Hoe doe ik Line Up DNA voor analyse?

Agarosegelelektroforese is de meest voorkomende methode van visuele DNA-fragment-analyse, waarmee technici om visueel te onderscheiden DNA-fragmenten op basis van grootte. De agarose gel onderhoudt een magnetisch veld en aangezien DNA negatieve ladingen, beweegt naar het positieve einde van het magnetisch veld. Kleinere DNA-fragmenten bewegen sneller door de gel en grotere fragmenten bewegen langzamer. DNA-fragmenten worden gekleurd met een fluorescent intercalatiemiddel genoemd ethidium bromide. Dit maakt vergelijking van verschillende elektroforese DNA monsters op een gel. Wat je nodig hebt
Agarosegel, 0,7 procent tot 2 procent
Tris-boraat-EDTA (TBA), tris-acetaat-EDTA (TAE), natrium lithiumacetaat (LA), boorzuur (SB) buffer
Ethidiumbromide
Gel laadkleurstof
gelschaaltje
elektroforese kamer
Handschoenen
beschermende eye wear
Pipette
Electroforese kam
Laat meer instructies
Het voorbereiden van een 0,7 Procent agarosegel
1

Weeg 0,7 gram agarose poeder en vervolgens plaats in een grote (250 ml) erlenmeyer. kopen van 2

Voeg 100ml van een 1X (normale sterkte) buffer (TAE, TBE, SB of LB buffer) aan de Erlenmeyer met de agarose poeder.
3

Magnetron of warmte met behulp van een bunsenbrander voor ongeveer een minuten totdat de oplossing helder en de agarose is opgelost.
4

Neem de kolf van de warmtebron en laat het afkoelen tot 55 tot 60 graden Celsius.
5

Voeg 1 ul (microliter) van ethidiumbromide aan de gekoelde oplossing agarose met een juiste grootte pipet, gewoonlijk 1 ml. Swirl de oplossing te mengen.
6

Giet de gel langzaam in de gel lade zodat er geen belvorming tijdens dit proces.

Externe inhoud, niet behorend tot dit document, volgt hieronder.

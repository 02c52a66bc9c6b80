//! Line and chunk patterns of the description dialect.
//!
//! Compiled once on first use. None of the patterns use multi-line mode:
//! `^` and `$` anchor to the start and end of whatever text they are given,
//! which is a single line for the line-oriented stages and a whole chunk for
//! the classifier.
//!
//! Whitespace and digit classes are ASCII only (`[\t\n\f\r ]`, `[0-9]`):
//! a no-break space does not open a language marker and full-width digits
//! do not number a footnote.

use std::sync::LazyLock;

use regex::Regex;

/// `::  en` switches the current language. Group 1: language code.
pub static LANGUAGE_MARKER: LazyLock<Regex> =
    LazyLock::new(|| Regex::new(r"^::[\t\n\f\r ]+(.+)$").unwrap());

/// `# Title`. Group 1: title text.
pub static TITLE: LazyLock<Regex> =
    LazyLock::new(|| Regex::new(r"^#[\t\n\f\r ]+(.+)$").unwrap());

/// `(some-id)` on the first line of a paragraph chunk. Group 1: id.
pub static PARAGRAPH_ID: LazyLock<Regex> =
    LazyLock::new(|| Regex::new(r"^\(([a-z-]+)\)$").unwrap());

/// `[name "title"](url)`, `![alt "title"](src)` or `>[alt "title"](src)`.
///
/// Group 1: marker (`!`, `>` or empty), 2: alt/name, 3: optional title,
/// 4: source/url.
pub static EMBED_OR_LINK: LazyLock<Regex> = LazyLock::new(|| {
    Regex::new(r#"^([!>]?)\[([^"\]]+)(?: "([^"\]]+)")?\]\(([^\)]+)\)$"#).unwrap()
});

/// `[12]: content`. Group 1: number, 2: content.
pub static FOOTNOTE_DECLARATION: LazyLock<Regex> =
    LazyLock::new(|| Regex::new(r"^\[([0-9]+)\]:[\t\n\f\r ]+(.+)$").unwrap());

/// `*[HTML]: Hypertext Markup Language`. Group 1: name, 2: definition.
pub static ABBREVIATION_DEFINITION: LazyLock<Regex> =
    LazyLock::new(|| Regex::new(r"^\*\[([^\]]+)\]:[\t\n\f\r ]+(.+)$").unwrap());
//! The per-language aggregate produced for one description document.

use std::collections::BTreeMap;

use serde::Serialize;

use super::records::{Abbreviation, Footnote, ImageEmbed, Link, MediaEmbed, Paragraph};

/// A language code taken verbatim from a `:: code` marker (no normalization).
pub type LanguageCode = String;

/// Front matter key/value pairs.
pub type Metadata = BTreeMap<String, serde_yaml::Value>;

/// A map keyed by language code.
pub type PerLanguage<T> = BTreeMap<LanguageCode, T>;

/// Everything extracted from one description document.
///
/// Every language present in one per-language map is present in all of
/// them, possibly with an empty value. Lists keep source order, with
/// unlocalized content ahead of the language's own content.
#[derive(Debug, Clone, Default, PartialEq, Serialize)]
pub struct ParsedDescription {
    pub metadata: Metadata,
    pub title: PerLanguage<String>,
    pub paragraphs: PerLanguage<Vec<Paragraph>>,
    pub image_embeds: PerLanguage<Vec<ImageEmbed>>,
    pub media_embeds: PerLanguage<Vec<MediaEmbed>>,
    pub links: PerLanguage<Vec<Link>>,
    pub footnotes: PerLanguage<Vec<Footnote>>,
    pub abbreviations: PerLanguage<Vec<Abbreviation>>,
}

impl ParsedDescription {
    /// Languages the document has content for, in code order.
    pub fn languages(&self) -> impl Iterator<Item = &str> {
        self.title.keys().map(String::as_str)
    }

    /// Whether the document defines no language at all.
    pub fn is_unlocalized(&self) -> bool {
        self.title.is_empty()
    }

    /// Get the title for a language, if the language exists and has one.
    pub fn title_for(&self, language: &str) -> Option<&str> {
        self.title
            .get(language)
            .map(String::as_str)
            .filter(|t| !t.is_empty())
    }

    /// Get a metadata string value by key.
    pub fn get_metadata_str(&self, key: &str) -> Option<&str> {
        self.metadata.get(key).and_then(|v| v.as_str())
    }

    /// Get tags from metadata (handles both string and sequence).
    pub fn tags(&self) -> Vec<String> {
        match self.metadata.get("tags") {
            Some(serde_yaml::Value::String(s)) => s
                .split(|c: char| c.is_whitespace() || c == ',')
                .filter(|t| !t.is_empty())
                .map(|t| t.trim_start_matches('#').to_string())
                .collect(),
            Some(serde_yaml::Value::Sequence(seq)) => seq
                .iter()
                .filter_map(|v| v.as_str())
                .map(|s| s.trim_start_matches('#').to_string())
                .collect(),
            _ => vec![],
        }
    }

    /// Register a language in every per-language map.
    ///
    /// Existing entries are left untouched.
    pub(crate) fn insert_language(&mut self, language: &str) {
        self.title.entry(language.to_string()).or_default();
        self.paragraphs.entry(language.to_string()).or_default();
        self.image_embeds.entry(language.to_string()).or_default();
        self.media_embeds.entry(language.to_string()).or_default();
        self.links.entry(language.to_string()).or_default();
        self.footnotes.entry(language.to_string()).or_default();
        self.abbreviations.entry(language.to_string()).or_default();
    }
}

#[cfg(test)]
mod tests {
    use super::*;

    fn with_tags(value: serde_yaml::Value) -> ParsedDescription {
        let mut description = ParsedDescription::default();
        description.metadata.insert("tags".to_string(), value);
        description
    }

    #[test]
    fn test_tags_from_string() {
        let description = with_tags(serde_yaml::Value::String("#web, design  print".to_string()));

        assert_eq!(description.tags(), vec!["web", "design", "print"]);
    }

    #[test]
    fn test_tags_from_sequence() {
        let description = with_tags(serde_yaml::Value::Sequence(vec![
            serde_yaml::Value::String("web".to_string()),
            serde_yaml::Value::Bool(true),
            serde_yaml::Value::String("#print".to_string()),
        ]));

        assert_eq!(description.tags(), vec!["web", "print"]);
    }

    #[test]
    fn test_tags_missing() {
        assert!(ParsedDescription::default().tags().is_empty());
    }

    #[test]
    fn test_insert_language_fills_every_map() {
        let mut description = ParsedDescription::default();
        description.insert_language("fr");

        assert_eq!(description.languages().collect::<Vec<_>>(), vec!["fr"]);
        assert!(description.paragraphs["fr"].is_empty());
        assert!(description.image_embeds["fr"].is_empty());
        assert!(description.media_embeds["fr"].is_empty());
        assert!(description.links["fr"].is_empty());
        assert!(description.footnotes["fr"].is_empty());
        assert!(description.abbreviations["fr"].is_empty());
        assert_eq!(description.title_for("fr"), None);
    }

    #[test]
    fn test_insert_language_keeps_existing_values() {
        let mut description = ParsedDescription::default();
        description.insert_language("en");
        description.title.insert("en".to_string(), "Hello".to_string());
        description.insert_language("en");

        assert_eq!(description.title_for("en"), Some("Hello"));
    }
}
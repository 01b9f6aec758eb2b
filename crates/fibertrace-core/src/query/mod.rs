pub mod adjacency;
pub mod attenuation;
pub mod batch;
pub mod guards;
pub mod otdr;
pub mod tracer;
pub mod vfl;
fn build_connection(
    record: &ConnectionRecord,
    kind: ConnectionKind,
    boxes: &IndexMap<BoxId, FiberBox>,
    cables: &IndexMap<CableId, Cable>,
    catalog: &LossCatalog,
    config: &EngineConfig,
) -> FiberResult<Connection> {
    let fiber_box = boxes
        .get(&record.box_id)
        .ok_or_else(|| invalid(format!("connection in unknown box {:?}", record.box_id)))?;
    if !fiber_box.kind.allows_splicing() {
        return Err(invalid(format!(
            "box {}: {:?} boxes are pass-through only",
            fiber_box.id, fiber_box.kind
        )));
    }
    let a = resolve_port(fiber_box, cables, &record.a)?;
    let b = resolve_port(fiber_box, cables, &record.b)?;
    if a == b {
        return Err(invalid(format!("box {}: {a} connected to itself", fiber_box.id)));
    }
    let role_ok = match kind {
        ConnectionKind::Fusion => a.is_spliceable() && b.is_spliceable(),
        ConnectionKind::Patch => {
            a.is_patchable() && b.is_patchable() && !(a.is_equipment() && b.is_equipment())
        }
    };
    if !role_ok {
        return Err(invalid(format!(
            "box {}: {kind:?} cannot join {a} and {b}",
            fiber_box.id
        )));
    }

    let what = format!("{kind:?} {a} <-> {b} in box {}", fiber_box.id);
    let loss_db = match (&record.loss_db, &record.catalog, kind) {
        (Some(value), _, _) => parse_loss(value, &what, MAX_LOSS_DB)?,
        (None, Some(id), ConnectionKind::Fusion) => catalog.fusion(id)?,
        (None, Some(id), ConnectionKind::Patch) => catalog.connector(id)?,
        (None, None, ConnectionKind::Fusion) => config.default_fusion_loss_db,
        (None, None, ConnectionKind::Patch) => match dio_connector(fiber_box, &a, &b) {
            Some(id) => catalog.connector(id)?,
            None => config.default_connector_loss_db,
        },
    };
    Ok(Connection { kind, a, b, loss_db })
}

Als er geen geleverde goed dammen met de gel lade, gebruik plakband om ze te vormen.

Plaats 7 een elektroforese kam voorzichtig in de gel, zorgen voor een stevige positie en in de juiste richting. Elektroforese kammen kan sterk verschillen van het aantal tanden ze. Laat de gel voor ongeveer 25 minuten

Dompel 8 de gel in dezelfde buffer gebruikt om de oplossing te bereiden agaorse. - In dit geval een 1X buffer. Dompel de gel in maximaal 5 ml loopbuffer.
Voorbereiding en laden van DNA in de agarosegel voor Analysis

Transfer 05-10 september pi van uw monster (s) van hun reactie buizen naar verse buizen. In het geval dat u wilt het hele reactiemengsel te gebruiken, een nieuwe buis is niet nodig.
10

Voeg 0,2 x laadbuffer aan elk van uw verse monster buisjes met uw DNA-monster te laden.

11

Verwijder de elektroforese kam langzaam, ervoor te zorgen dat u niet de gel te breken of maak elke ruimte tussen de onderkant van de gel en de gel lade.
12

Toevoegen vijf aan 12 ul van een geschikte DNA-merker aan het eerste putje door de elektroforese kam. Of een DNA-merker is geschikt is, hangt af van de grootte van de fragmenten die u verwacht van uw monster.

Load 13 vijf tot 10 ul van uw monsters in de resterende putten en voeg een gelijke bedrag van dezelfde DNA-merker in de finale ook.

Plaats 14 van de elektroden in de elektroforese kamer door het inpluggen van de draden in de juiste aansluitingen in de kamer en zet de elektrode op 50 tot 150 V.

15

Laat de gel een looptijd van een tot vier uur.
Analyse van de Resultaten
16

Verwijder de gel uit de gel kamer en plaats het ofwel in een UV ruimte voor visuele identificatie, of plaats in een machine die in staat is om een ​​foto van de gel te nemen.

Maatregel 17 van de markers afstand van de migratie in hun putten.

Plot 18 de afstanden ten opzichte van de grootte van de banden op semilog grafiek papier en teken een best passende lijn.
19

Bereken de afstanden van uw onbekende bands.

20

Schat de maten van uw onbekende bands door het tekenen van een line-up van de afstand die je onbekende bands die de lijn van de beste pasvorm voldoet.
21

Trek een andere lijn van deze ontmoetingsplek over naar de grootte as.